C'est ainsi que David Lynch reconnaît son génie comme étant fondamentalement divisé, zébré comme le sol de la Chambre rouge tramée des plis de la Loge noire et de la Loge blanche, tantôt animé par le démon d'une volonté démiurgique qui peut recouvrir des ourlets utérins de rideaux silencieux un ésotérisme si bruyant qu'il appelle comme une sirène à être faussement comblé par l'hystérie herméneutique contemporaine, tantôt par l'ange déchu d'une idiotie qui en appelle à la mémoire impersonnelle d'un jumeau placentaire dont il faut savoir sauver les restes autrement jetés dans les poubelles de l'Histoire avec l'arrière-faix (qui se dit encore délivre ou délivrance) de l'apocalypse nucléaire.
Du champignon de la naissance
à la relève de la délivrance
L'image du champignon accordé à la naissance ouvrait Elephant Man en redoublement de celle du nourrisson monstrueux de Eraserhead (1977).
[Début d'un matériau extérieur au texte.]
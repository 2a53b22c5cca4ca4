//! Terminal implementations of the executor callbacks

use anyhow::Result;
use colored::Colorize;
use declarative::{ApplyResult, ConfirmCallback, ProgressCallback};
use dialoguer::Confirm;
use indicatif::{ProgressBar, ProgressStyle};

/// Progress bar over each batch, with one line per finished user
pub struct BarProgress {
    bar: Option<ProgressBar>,
    verbose: bool,
}

impl BarProgress {
    pub fn new(verbose: bool) -> Self {
        Self { bar: None, verbose }
    }

    fn print(&self, line: &str) {
        match &self.bar {
            Some(bar) => bar.suspend(|| println!("{line}")),
            None => println!("{line}"),
        }
    }
}

/// One status line for a finished resource; `None` when not worth showing
pub fn result_line(id: &str, result: &ApplyResult, verbose: bool) -> Option<String> {
    let line = match result {
        ApplyResult::NoChange if !verbose => return None,
        ApplyResult::NoChange => format!("  {} {} {}", "○".dimmed(), id, "unchanged".dimmed()),
        ApplyResult::Created { properties } => format!(
            "  {} {} {}",
            "+".green(),
            id,
            format!("created ({properties} properties)").dimmed()
        ),
        ApplyResult::Modified { properties } => format!(
            "  {} {} {}",
            "~".yellow(),
            id,
            format!("modified ({properties} properties)").dimmed()
        ),
        ApplyResult::Failed { error } => format!("  {} {} {}", "✗".red(), id, error.red()),
        ApplyResult::Skipped { reason } => {
            format!("  {} {} {}", "⊘".dimmed(), id, reason.dimmed())
        }
    };
    Some(line)
}

impl ProgressCallback for BarProgress {
    fn on_batch_start(&mut self, count: usize, privileged: bool) {
        let bar = ProgressBar::new(count as u64);
        let style = ProgressStyle::default_bar()
            .template("{spinner:.green} {prefix:.red} [{bar:40.cyan/blue}] {pos}/{len} {msg}")
            .map(|s| s.progress_chars("=>-"))
            .unwrap_or_else(|_| ProgressStyle::default_bar());
        bar.set_style(style);
        if privileged {
            bar.set_prefix("sudo");
        }
        self.bar = Some(bar);
    }

    fn on_resource_start(&mut self, _id: &str, description: &str) {
        if let Some(bar) = &self.bar {
            bar.set_message(description.to_string());
        }
    }

    fn on_resource_complete(&mut self, id: &str, result: &ApplyResult) {
        if let Some(line) = result_line(id, result, self.verbose) {
            self.print(&line);
        }
        if let Some(bar) = &self.bar {
            bar.inc(1);
        }
    }

    fn on_batch_complete(&mut self) {
        if let Some(bar) = self.bar.take() {
            bar.finish_and_clear();
        }
    }
}

/// Interactive yes/no prompt, skipped with `--yes`
pub struct PromptConfirm {
    assume_yes: bool,
}

impl PromptConfirm {
    pub fn new(assume_yes: bool) -> Self {
        Self { assume_yes }
    }
}

impl ConfirmCallback for PromptConfirm {
    fn confirm(&mut self, prompt: &str) -> Result<bool> {
        if self.assume_yes {
            return Ok(true);
        }

        let confirmed = Confirm::new()
            .with_prompt(prompt)
            .default(true)
            .interact()?;

        Ok(confirmed)
    }
}

#[cfg(test)]
mod tests {
    use super::*;

    #[test]
    fn test_result_lines() {
        colored::control::set_override(false);

        assert_eq!(result_line("alice", &ApplyResult::NoChange, false), None);
        assert_eq!(
            result_line("alice", &ApplyResult::NoChange, true).as_deref(),
            Some("  ○ alice unchanged")
        );
        assert_eq!(
            result_line("alice", &ApplyResult::Created { properties: 5 }, false).as_deref(),
            Some("  + alice created (5 properties)")
        );
        assert_eq!(
            result_line(
                "bob",
                &ApplyResult::Failed {
                    error: "usermod: user bob is currently used by process 42".into()
                },
                false
            )
            .as_deref(),
            Some("  ✗ bob usermod: user bob is currently used by process 42")
        );
    }

    #[test]
    fn test_assume_yes_skips_prompt() {
        assert!(PromptConfirm::new(true).confirm("Apply changes?").unwrap());
    }

    #[test]
    fn test_progress_without_batch() {
        let mut progress = BarProgress::new(false);
        progress.on_resource_complete("ghost", &ApplyResult::NoChange);
        progress.on_batch_start(2, true);
        progress.on_resource_start("alice", "User account alice");
        progress.on_resource_complete("alice", &ApplyResult::Modified { properties: 1 });
        progress.on_batch_complete();
        assert!(progress.bar.is_none());
    }
}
Quatre décennies sont passées et David Lynch délivre enfin l'image de sa propre naissance (il est né six mois après l'explosion de Trinity, nom de code de l'essai nucléaire), ainsi que la condition tragique de sa passion immodérée pour l'électricité (la fission nucléaire aura été payée de l'holocauste de centaines de milliers de vies japonaises pour lesquelles Krzysztof Penderecki aura composé en 1960 son Thrène pour les victimes de Hiroshima). Dans la série digne de Marcel Duchamp des machines célibataires conçues par David Lynch, la boîte par le truchement de laquelle Dale Cooper se réincarne en Dougie Jones, aidé par le sacrifice d'une Japonaise aux paupières fondues, ressemble autant à une machine à sous qu'à un juke-box et le rock est aussi un enfant de l'âge de l'atome, qui fait fondre en goudron le cerveau des adultes et endort les adolescents parasités par quelques-uns de ses monstres. Faire l'ange pour les États-Unis en avant-garde du « monde libre » aura pu à cet égard signifier faire la bête de l'apocalypse (comme ce cheval blanc dont on saisirait enfin la récurrence). Et David Lynch le sait autant que Laura Palmer, heureuse de la présence angélique de Dale Cooper à ses côtés jusqu'à ce que son sourire se transmue en un terrible ricanement l'agitant à la toute fin de Twin Peaks. Fire Walk With Me (1992), quand cet autre ange pendu au-dessus de sa tête revient d'une miniature kitsch de la maison familiale (la souche qu'elle mime avec ses mains à l'adresse de Dale Cooper dans la Chambre rouge ne ferait-elle pas signe aussi en direction de l'image du champignon nucléaire ?).
Ne reste plus à David Lynch qu'à faire l'idiot – le sourd-dingue – afin de relever le fantôme de la délivrance, afin de retenir et désœuvrer dans une œuvre d'art des puissances spectrales et placentaires qu'une volonté démonique veut rendre à une naissance identifiée à un vomissement par une surenchère jusqu'à saturation de dégurgitation.
« L'ancien idiot voulait le
vrai, mais le nouveau veut faire de l'absurde la plus haute puissance de la pensée, c'est-à-dire créer. (...) Le nouvel idiot veut qu'on lui redonne le perdu, l'incompréhensible, l'absurde.
» (Gilles Deleuze et Félix Guattari, Qu'est-ce que la philosophie ?, éd.